I look around at the floor. After just five minutes it’s in the same state as at the last three stores after 30 minutes, 20 minutes, and 10 minutes respectively. She’s getting into her stride.

Scattered around are eight pairs of shoes, which she’s in various stages of trying on, rejecting, short-listing, or just plain mulling over. And not just shoes. Shoes come out of boxes, and they’re packed in other stuff, and yet more stuff is packed in them to make them look good when there are no feet in them. The floor is starting to look like a disorganized taxidermist’s workshop. If I wasn’t here I could be out cycling, or at the beach, or watching a movie, or drinking beer with friends as we incinerate dead cow. I could be with other men, talking about women, lying about past conquests and swapping dirty jokes. At this precise moment, talking about women would be infinitely preferable to actually being with one. 

“What do you think of this,” she says, holding up one shoe, “compared to this,” she says, holding up another.

I gaze at the two. One then the other. The other then the one. To and fro. The two allegedly different shoes are thrust at me, as if in challenge to my faculties of differentiation. For the life of me I can’t see any difference between them. They’re both shiny black. They’re the same shape, have the same strap, the same buckle. They even look the same underneath for God’s sake!

“They’re identical,” I say, flatly, hoping that the tone of my voice will convey my feelings. I’ve been working on maintaining an exasperated facial expression and body language (humped shoulders, dragged feet) for the past hour, but it hasn’t worked. Perhaps I can get the message across in my tone of voice before I have to take the last resort and tell her outright that I’m bored out of my skull and she’s being pernickety beyond belief.

They have robots to vacuum floors these days. We should have robots to accompany women shopping, robots that would say all the right things – “no, you’re bottom doesn’t look big in that dress” -   without even the tiniest hint of a frown or a sigh, robots that could trail after their female mistresses to hundreds of shops in a day, so that even when the woman has collapsed on the sidewalk from exhaustion, the robot would cheerfully say “Oooh look, there’s shop over there we could try!”. With robots like this – dressed in pants and with a permanent inane grin painted on their metallic faces – we men could stay at home doing something infinitely more enjoyable, such as scouring the oven or cleaning window blinds.
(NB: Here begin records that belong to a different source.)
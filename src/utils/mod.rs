use std::sync::Arc;
use std::sync::atomic::{AtomicI64, Ordering};

use axum::Json;
use chrono::Utc;
use serde::{Deserialize, Serialize};

/// 统一响应结构
#[derive(Debug, Serialize, Deserialize)]
pub struct ApiResponse<T> {
    pub code: i32,
    pub msg: String,
    pub resp_data: Option<T>,
}

pub fn success_to_api_response<T: Serialize>(data: T) -> Json<ApiResponse<T>> {
    Json(ApiResponse {
        code: error_codes::SUCCESS,
        msg: "success".into(),
        resp_data: Some(data),
    })
}

pub fn error_to_api_response<T>(code: i32, msg: String) -> Json<ApiResponse<T>> {
    Json(ApiResponse {
        code,
        msg,
        resp_data: None,
    })
}

pub mod error_codes {
    pub const SUCCESS: i32 = 0;
    pub const VALIDATION_ERROR: i32 = 1000;
    pub const LOCATION_UNAVAILABLE: i32 = 1006;
    pub const MOCK_LOCATION_ENABLED: i32 = 1007;
    pub const INTERNAL_ERROR: i32 = 5000;
}

/// 毫秒时间源，缓存过期判断与定位时间戳都从这里取
pub trait Clock: Send + Sync {
    fn now_millis(&self) -> i64;
}

#[derive(Debug, Default, Clone, Copy)]
pub struct SystemClock;

impl Clock for SystemClock {
    fn now_millis(&self) -> i64 {
        Utc::now().timestamp_millis()
    }
}

/// 手动推进的时钟
#[derive(Debug, Clone, Default)]
pub struct ManualClock {
    millis: Arc<AtomicI64>,
}

impl ManualClock {
    pub fn new(start_millis: i64) -> Self {
        Self {
            millis: Arc::new(AtomicI64::new(start_millis)),
        }
    }

    pub fn advance(&self, delta_millis: i64) {
        self.millis.fetch_add(delta_millis, Ordering::SeqCst);
    }

    pub fn set(&self, millis: i64) {
        self.millis.store(millis, Ordering::SeqCst);
    }
}

impl Clock for ManualClock {
    fn now_millis(&self) -> i64 {
        self.millis.load(Ordering::SeqCst)
    }
}
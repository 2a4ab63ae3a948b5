use std::net::{IpAddr, SocketAddr};
use std::sync::Arc;

use geotrack::{
    AppState,
    cache::{KeyValueStore, LocationCache, MemoryStore, RedisStore},
    config::Config,
    location::{
        AlwaysGranted, FixedPositionProvider, GeocodeClient, LocationSession, PositionProvider,
        ReportedPositionProvider,
    },
    middleware::log_errors,
    routes,
    utils::{Clock, SystemClock},
};
use tower::ServiceBuilder;
use tower_http::cors::CorsLayer;
use tracing_subscriber::{layer::SubscriberExt, util::SubscriberInitExt};

#[tokio::main]
async fn main() {
    // 初始化日志
    tracing_subscriber::registry()
        .with(tracing_subscriber::EnvFilter::new(
            std::env::var("RUST_LOG").unwrap_or_else(|_| "info".into()),
        ))
        .with(tracing_subscriber::fmt::layer())
        .init();

    // 加载配置
    let config = Config::from_env().expect("Failed to load configuration");

    // 定位缓存存储：配置了 Redis 就用 Redis
    let store: Arc<dyn KeyValueStore> = match &config.redis_url {
        Some(url) => {
            let redis_client =
                redis::Client::open(url.clone()).expect("Failed to create Redis client");
            Arc::new(RedisStore::new(Arc::new(redis_client)))
        }
        None => {
            tracing::info!("REDIS_URL not set, using in-memory location cache");
            Arc::new(MemoryStore::new())
        }
    };

    let clock: Arc<dyn Clock> = Arc::new(SystemClock);
    let cache = LocationCache::new(store, clock.clone()).with_ttl(config.location_cache_ttl());

    let geocoder = GeocodeClient::new(
        &config.geocode_base_url,
        &config.geocode_key,
        config.geocode_timeout(),
    )
    .expect("Failed to build geocode client");

    // 开发环境可开启虚拟定位，否则使用小程序端上报的坐标
    let reporter = Arc::new(ReportedPositionProvider::new());
    let position: Arc<dyn PositionProvider> = if config.use_mock_location {
        let coordinate = config.mock_coordinate();
        tracing::info!(
            "Using mock location: {}, {}",
            coordinate.latitude(),
            coordinate.longitude()
        );
        Arc::new(FixedPositionProvider::new(coordinate))
    } else {
        reporter.clone()
    };

    let session = LocationSession::new(
        Arc::new(AlwaysGranted),
        position,
        Arc::new(geocoder),
        cache,
        clock,
    );

    // 设置应用状态
    let state = AppState {
        config: config.clone(),
        session: session.clone(),
        reporter,
    };

    // 预热：读取缓存或首次定位
    tokio::spawn(async move {
        session.initialize().await;
    });

    let app = routes::router(state.clone()).layer(
        ServiceBuilder::new()
            .layer(axum::middleware::from_fn(log_errors))
            .layer(cors_layer()),
    );

    // 启动服务器
    let addr = SocketAddr::new(
        state.config.server_host.parse().unwrap_or_else(|_| {
            tracing::warn!("Invalid server_host, falling back to dual-stack default");
            IpAddr::V6(std::net::Ipv6Addr::UNSPECIFIED)
        }),
        state.config.server_port,
    );
    tracing::info!("Server listening on {}", addr);
    axum::serve(
        tokio::net::TcpListener::bind(&addr)
            .await
            .expect("Failed to bind"),
        app,
    )
    .await
    .expect("Failed to start server");
}

// 开发模式放开 CORS
#[cfg(debug_assertions)]
fn cors_layer() -> CorsLayer {
    tracing::debug!("Adding permissive CORS layer for development mode");
    CorsLayer::permissive()
}

#[cfg(not(debug_assertions))]
fn cors_layer() -> CorsLayer {
    CorsLayer::new()
}
use serde::{Deserialize, Serialize};

use crate::error::LocationError;
use crate::location::{Coordinate, ResolvedLocation};

/// 定位缓存数据模型
#[derive(Debug, Serialize, Deserialize, Clone, PartialEq)]
pub struct CachedLocationRecord {
    pub latitude: f64,
    pub longitude: f64,
    pub address: String,
    pub timestamp: i64, // Unix timestamp (ms)
}

impl From<&ResolvedLocation> for CachedLocationRecord {
    fn from(location: &ResolvedLocation) -> Self {
        Self {
            latitude: location.coordinate.latitude(),
            longitude: location.coordinate.longitude(),
            address: location.address.clone(),
            timestamp: location.resolved_at_epoch_millis,
        }
    }
}

impl TryFrom<CachedLocationRecord> for ResolvedLocation {
    type Error = LocationError;

    fn try_from(cached: CachedLocationRecord) -> Result<Self, Self::Error> {
        let coordinate = Coordinate::new(cached.latitude, cached.longitude)
            .map_err(|e| LocationError::CacheCorrupt(e.to_string()))?;
        Ok(Self {
            coordinate,
            address: cached.address,
            resolved_at_epoch_millis: cached.timestamp,
        })
    }
}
“Of course they’re not identical,” she says, rolling her eyes to show some of the same frustration that I feel. “Look, the strap is different. Can’t you see?”
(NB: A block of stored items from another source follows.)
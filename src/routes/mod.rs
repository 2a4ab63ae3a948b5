use axum::{
    Router,
    routing::{get, post},
};

use crate::AppState;

pub mod feed;
pub mod location;

/// 挂载全部路由到 `api_base_uri` 下
pub fn router(state: AppState) -> Router {
    let api = Router::new()
        // 定位路由
        .route(
            "/location",
            get(location::get_location).delete(location::clear_location),
        )
        .route("/location/refresh", post(location::refresh_location))
        .route("/location/report", post(location::report_position))
        .route("/location/distance", get(location::distance_to))
        .route("/location/permission", get(location::permission_status))
        // 社区帖子排序
        .route("/feed/rank", post(feed::rank_feed));

    Router::new()
        .nest(&state.config.api_base_uri, api)
        .with_state(state)
}
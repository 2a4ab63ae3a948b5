/// 最近一次定位结果的存储键
pub const USER_LOCATION_KEY: &str = "userLocation";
I inspect the two shoes again. There is a very slight difference between the thin straps, but it’s almost undetectable. Sherlock Holmes would have been proud to notice the difference without prompting. I look at her, expecting to see some sign of amusement, as if she’s joking, playing with me. There is none. From her perspective we’re having a serious debate about a nuance of patterning on a few millimeters of leather.

“Look,“ I say, “you’re a reasonably attractive woman. I shouldn’t have said “reasonably,” and I know it as soon as the word is uttered, but I continue unabashed -  backtracking would weaken my position. “Anyone looking at you is going to look at other things before they look at your shoes, and they’re never, ever, going to look at the fine detail of the straps before they make a judgment.”

“What makes you think I’m buying these shoes to affect what people think of me?” Her eyes brighten as she sees one of her favorite discussion subjects – ‘I wear what I like because I like it, screw everyone else’ – looms on the horizon. For her the vista associated with this subject is bright invigorating sunshine, for me it is dark, threatening clouds. I try to use logic, which in this situation is as sensible as using a hand grenade to solve world hunger.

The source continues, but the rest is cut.